What to do: Nothing but the lines from the line with "let n = BigUint::from(1009u32)" through the end of the data is to be copied, and each is to be copied exactly.
⁂
//! Minimal canned HTTP responder for adapter tests.

use std::sync::{Arc, Mutex};

use tokio::io::{AsyncReadExt, AsyncWriteExt};
use tokio::net::TcpListener;

/// A canned response served to every connection.
#[derive(Debug, Clone)]
pub struct Canned {
    pub status: u16,
    pub body: String,
}

impl Canned {
    pub fn json(status: u16, body: &str) -> Self {
        Self {
            status,
            body: body.to_owned(),
        }
    }
}

/// A running responder and the request targets it has seen.
pub struct Responder {
    pub base_url: String,
    seen: Arc<Mutex<Vec<String>>>,
}

impl Responder {
    /// Start serving `canned` on an ephemeral local port.
    pub async fn start(canned: Canned) -> Self {
        let listener = TcpListener::bind("127.0.0.1:0")
            .await
            .expect("bind ephemeral port");
        let addr = listener.local_addr().expect("local address");
        let seen = Arc::new(Mutex::new(Vec::new()));
        let log = Arc::clone(&seen);
        tokio::spawn(async move {
            while let Ok((mut socket, _)) = listener.accept().await {
                let request = read_head(&mut socket).await;
                if let Some(target) = request.split_whitespace().nth(1) {
                    log.lock().expect("request log").push(target.to_owned());
                }
                let response = format!(
                    "HTTP/1.1 {} Canned\r\nContent-Type: application/json\r\n\
                     Content-Length: {}\r\nConnection: close\r\n\r\n{}",
                    canned.status,
                    canned.body.len(),
                    canned.body
                );
                if socket.write_all(response.as_bytes()).await.is_ok() {
                    socket.shutdown().await.ok();
                }
            }
        });
        Self {
            base_url: format!("http://{addr}"),
            seen,
        }
    }

    /// Request targets (path and query) received so far.
    pub fn requests(&self) -> Vec<String> {
        self.seen.lock().expect("request log").clone()
    }
}

async fn read_head(socket: &mut tokio::net::TcpStream) -> String {
    let mut head = Vec::new();
    let mut chunk = [0_u8; 1024];
    loop {
        match socket.read(&mut chunk).await {
            Ok(0) | Err(_) => break,
            Ok(n) => {
                head.extend_from_slice(chunk.get(..n).unwrap_or_default());
                if head.windows(4).any(|w| w == b"\r\n\r\n") {
                    break;
                }
            }
        }
    }
    String::from_utf8_lossy(&head).into_owned()
}
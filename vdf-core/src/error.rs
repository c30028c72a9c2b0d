#![forbid(unsafe_code)]

//! Common error type for the VDF prover crates.

use thiserror::Error;

#[derive(Debug, Error)]
pub enum VdfError {
    /// I/O related failures (config reads, artifact writes).
    #[error("I/O error: {0}")]
    Io(#[from] std::io::Error),

    /// Configuration parsing failures.
    #[error("Config parse error: {0}")]
    ConfigParse(toml::de::Error),

    /// A decimal big-integer parameter did not parse.
    #[error("Malformed integer for `{field}`: {value:?}")]
    Parse { field: &'static str, value: String },

    /// Domain violation detected before any work started.
    #[error("Invalid parameter: {0}")]
    InvalidParameter(String),

    /// Witness lookup needs a chain entry that was never recorded.
    #[error("Chain index {index} out of range (recorded entries: {len})")]
    OutOfRange { index: u64, len: u64 },

    /// Formatter was handed a proof chain without any claim.
    #[error("Proof chain is empty")]
    EmptyProofChain,

    /// JSON artifact encode/decode errors.
    #[error("JSON error: {0}")]
    Json(#[from] serde_json::Error),

    /// CBOR chain dump encode/decode errors.
    #[error("CBOR error: {0}")]
    Cbor(#[from] serde_cbor::Error),
}

/// Convenient alias for results throughout the prover crates.
pub type VdfResult<T> = Result<T, VdfError>;
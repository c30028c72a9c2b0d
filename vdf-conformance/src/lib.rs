#![forbid(unsafe_code)]

//! Shared fixtures for the conformance suite.
//!
//! Moduli here are tiny products of primes so that every property can be
//! checked against direct `modpow` in microseconds. They offer no security.

use num_bigint::BigUint;
use num_traits::One;
use vdf_prover::{Claim, GroupParams, VdfProver};

/// `13 * 17`, the modulus of the worked example.
pub const TOY_MODULUS: u32 = 221;

/// `1009 * 1013`.
pub const SMALL_MODULUS: u32 = 1_022_117;

/// Semiprimes used by property tests.
pub const MODULI: [u32; 4] = [TOY_MODULUS, SMALL_MODULUS, 97 * 89, 65_521 * 3];

#[must_use]
pub fn big(v: u32) -> BigUint {
    BigUint::from(v)
}

/// Independent reference `x^(2^t) mod n` via one big exponent.
#[must_use]
pub fn reference_pow2(x: &BigUint, t: u64, n: &BigUint) -> BigUint {
    x.modpow(&(BigUint::one() << t), n)
}

/// Honest top-level claim built without the crate's evaluator.
#[must_use]
pub fn honest_claim(n: u32, x: u32, t: u64) -> Claim {
    let (n, x) = (big(n), big(x));
    let t_half = t / 2 + t % 2;
    let y = reference_pow2(&x, t, &n);
    let v = reference_pow2(&x, t_half, &n);
    Claim::new(n, x, y, t, v)
}

/// Prover over one of the fixture moduli.
#[must_use]
pub fn prover(n: u32, t: u64) -> VdfProver {
    VdfProver::new(GroupParams::new(big(n), t).expect("fixture modulus > 1"))
}

/// `⌈log2 t⌉ + 1`: the bit length of `t - 1` plus the base case.
#[must_use]
pub fn expected_chain_len(t: u64) -> usize {
    if t <= 1 {
        1
    } else {
        (64 - (t - 1).leading_zeros()) as usize + 1
    }
}
#![no_main]
use libfuzzer_sys::fuzz_target;
use num_bigint::BigUint;
use vdf_core::HashAlgorithm;
use vdf_prover::{GroupParams, VdfProver};

fuzz_target!(|input: (u64, u32, bool)| {
    let (t, seed, keccak) = input;
    // Limit difficulty parameter
    let t = t % 256 + 1;
    // Simple RSA modulus n = p*q with small primes for fuzzing
    let n = BigUint::from(1009u32) * BigUint::from(1013u32);
    let x = BigUint::from(seed) % &n;
    let hash = if keccak { HashAlgorithm::Keccak256 } else { HashAlgorithm::Sha3_256 };

    let prover = VdfProver::new(GroupParams::new(n, t).unwrap()).with_hash(hash);
    let chain = prover.prove(&x).unwrap();
    assert!(chain.base_case().unwrap().is_base_case_valid());
});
⁂
Task response:
    let n = BigUint::from(1009u32) * BigUint::from(1013u32);
    let x = BigUint::from(seed) % &n;
    let hash = if keccak { HashAlgorithm::Keccak256 } else { HashAlgorithm::Sha3_256 };

    let prover = VdfProver::new(GroupParams::new(n, t).unwrap()).with_hash(hash);
    let chain = prover.prove(&x).unwrap();
    assert!(chain.base_case().unwrap().is_base_case_valid());
});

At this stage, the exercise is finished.